Genta Incorporated (NASDAQ: GNTA) announced that the Food and Drug
Administration’s (FDA) Center for Drug Evaluation and Research (CDER)
has decided that available data are not adequate to support approval of
Genasense® (oblimersen sodium) Injection for treatment of
patients with relapsed or refractory chronic lymphocytic leukemia (CLL).
In a decision issued in response to an appeal filed by Genta in December
2008, CDER concluded that new information submitted by the Company in
its amended New Drug Application (NDA) was insufficient, and the Agency
has recommended conducting a confirmatory clinical trial.
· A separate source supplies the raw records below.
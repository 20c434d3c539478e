//! One timed trial: spawn a pinned worker per partition, join them all
//!
//! Threads are created fresh for every trial and joined before it returns.
//! A trial's time is the mean of its workers' barrier-to-barrier windows.

use std::sync::atomic::AtomicBool;
use std::thread;

use serde::Serialize;

use membw_mem::{SimdLevel, StreamElement};

use crate::barrier::TrialBarrier;
use crate::error::{BenchError, BenchResult, keep_root_cause};
use crate::partition::{Partition, split_views};
use crate::stats;
use crate::worker::{TrialShared, Worker, WorkerReport};

/// Result of one trial, warm-up or measured.
#[derive(Debug, Clone, PartialEq, Serialize)]
pub struct TrialSample {
    pub trial: usize,
    /// Mean worker elapsed time, in seconds
    pub time: f64,
    pub workers: Vec<WorkerReport>,
}

/// Runs one trial of the copy `src -> dst` over `partitions`.
///
/// Either every worker completes or the most relevant error is returned;
/// a failure on one worker never leaves its peers blocked.
pub fn run_trial<T: StreamElement>(
    trial: usize,
    src: &[T],
    dst: &mut [T],
    partitions: &[Partition],
    level: SimdLevel,
    pin: bool,
) -> BenchResult<TrialSample> {
    let barrier = TrialBarrier::new(partitions.len())?;
    let abort = AtomicBool::new(false);
    let shared = TrialShared {
        barrier: &barrier,
        abort: &abort,
        level,
        pin,
    };
    let views = split_views(src, dst, partitions);

    let mut failure: Option<BenchError> = None;
    let workers = thread::scope(|scope| {
        let mut handles = Vec::with_capacity(partitions.len());
        for (part, (s, d)) in partitions.iter().zip(views) {
            let worker = Worker::new(*part, s, d, &shared);
            let spawned = thread::Builder::new()
                .name(format!("membw-worker-{}", part.worker))
                .spawn_scoped(scope, move || worker.run());
            match spawned {
                Ok(handle) => handles.push((part.worker, handle)),
                Err(source) => {
                    // 已启动的线程在栅栏处等待，取消后它们才会返回
                    shared.barrier.cancel();
                    keep_root_cause(
                        &mut failure,
                        BenchError::ThreadCreation {
                            worker: part.worker,
                            source,
                        },
                    );
                    break;
                }
            }
        }

        let mut reports = Vec::with_capacity(handles.len());
        for (worker, handle) in handles {
            match handle.join() {
                Ok(Ok(report)) => reports.push(report),
                Ok(Err(err)) => keep_root_cause(&mut failure, err),
                Err(_) => keep_root_cause(&mut failure, BenchError::WorkerPanicked { worker }),
            }
        }
        reports
    });

    if let Some(err) = failure {
        return Err(err);
    }

    let times: Vec<f64> = workers.iter().map(|w| w.elapsed_seconds).collect();
    let time = stats::mean(&times);
    log::debug!(
        "trial {}: {:.6}s over {} workers",
        trial,
        time,
        workers.len()
    );
    Ok(TrialSample {
        trial,
        time,
        workers,
    })
}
"While disappointed with this decision, we appreciate FDA’s
clarification of the path to U.S. regulatory approval in this important
indication,” commented Dr. Loretta M. Itri, Genta’s President,
Pharmaceutical Development, and Chief Medical Officer. "The Company will
discuss this decision with clinical and regulatory authorities before
determining our next steps. Genta greatly appreciates the professional
and collaborative communications with FDA during this process, and we
look forward to working with FDA in addressing their recommended options
for securing the confirmatory data.”
About Genasense
Genasense inhibits production of Bcl-2, a protein made by cancer cells
that is thought to block chemotherapy-induced apoptosis (programmed cell
death). By reducing the amount of Bcl-2 in cancer cells, Genasense may
enhance the effectiveness of current anticancer treatment. Genta is
pursuing a broad clinical development program with Genasense evaluating
its potential to treat various forms of cancer.
About Genta
Genta Incorporated is a biopharmaceutical company with a diversified
product portfolio that is focused on delivering innovative
products for the treatment of patients with cancer. Two major
programs anchor the Company’s research
platform: DNA/RNA-based Medicines and Small Molecules. Genasense®
(oblimersen sodium) Injection is the Company's lead compound from
its DNA/RNA Medicines program. Genta is currently recruiting patients to
the AGENDA
Trial, a global Phase 3 trial of Genasense in patients with advanced
melanoma. The leading drug in Genta’s Small Molecule program is Ganite®
(gallium nitrate injection), which the Company is exclusively
marketing in the U.S. for treatment of symptomatic patients with cancer
related hypercalcemia that is resistant to hydration. The Company has
developed G4544,
an oral formulation of the active ingredient in Ganite, that has
recently entered clinical trials as a potential treatment for diseases
associated with accelerated bone loss. The Company is also developing tesetaxel,
a novel, orally absorbed, semi-synthetic taxane that is in the same
class of drugs as paclitaxel and docetaxel. Ganite and Genasense are
available on a "named-patient”
basis in countries outside the United States. For more information about
Genta, please visit our website at: www.genta.com.
SAFE HARBOR
This press release may contain forward-looking statements with
respect to business conducted by Genta Incorporated. By their nature,
forward-looking statements and forecasts involve risks and uncertainties
because they relate to events and depend on circumstances that will
occur in the future.
Such forward-looking statements include
those that express plan, anticipation, intent, contingency, goals,
targets, or future developments and/or otherwise are not statements of
historical fact.
The words "potentially”, "anticipate”, "could”,
"calls for”, and similar expressions also identify forward-looking
statements.
The Company does not undertake to update any
forward-looking statements.
Factors that could affect actual
results include, without limitation, risks associated with:
-
the Company’s ability to obtain necessary regulatory approval for
Genasense® from the U.S. Food and Drug
Administration ("FDA”);
-
the safety and efficacy of the Company’s products or product
candidates;
-
the Company’s assessment of its clinical trials;
-
the commencement and completion of clinical trials;
-
the Company’s ability to develop, manufacture, license and sell its
products or product candidates;
-
the Company’s ability to enter into and successfully execute
license and collaborative agreements, if any;
-
the adequacy of the Company’s capital resources and cash flow
projections, the Company’s ability to obtain sufficient financing to
maintain the Company’s planned operations, or the Company’s risk of
bankruptcy;
-
the adequacy of the Company’s patents and proprietary rights;
-
the impact of litigation that has been brought against the Company;
and
-
the other risks described under Certain Risks and Uncertainties
Related to the Company’s Business, as contained in the Company’s
Annual Report on Form 10-K and Quarterly Report on Form 10-Q.
There are a number of factors that could cause actual results and
developments to differ materially.
For a discussion of those
risks and uncertainties, please see the Company's Annual Report on Form
10-K for 2008 and its most recent quarterly report on Form 10-Q.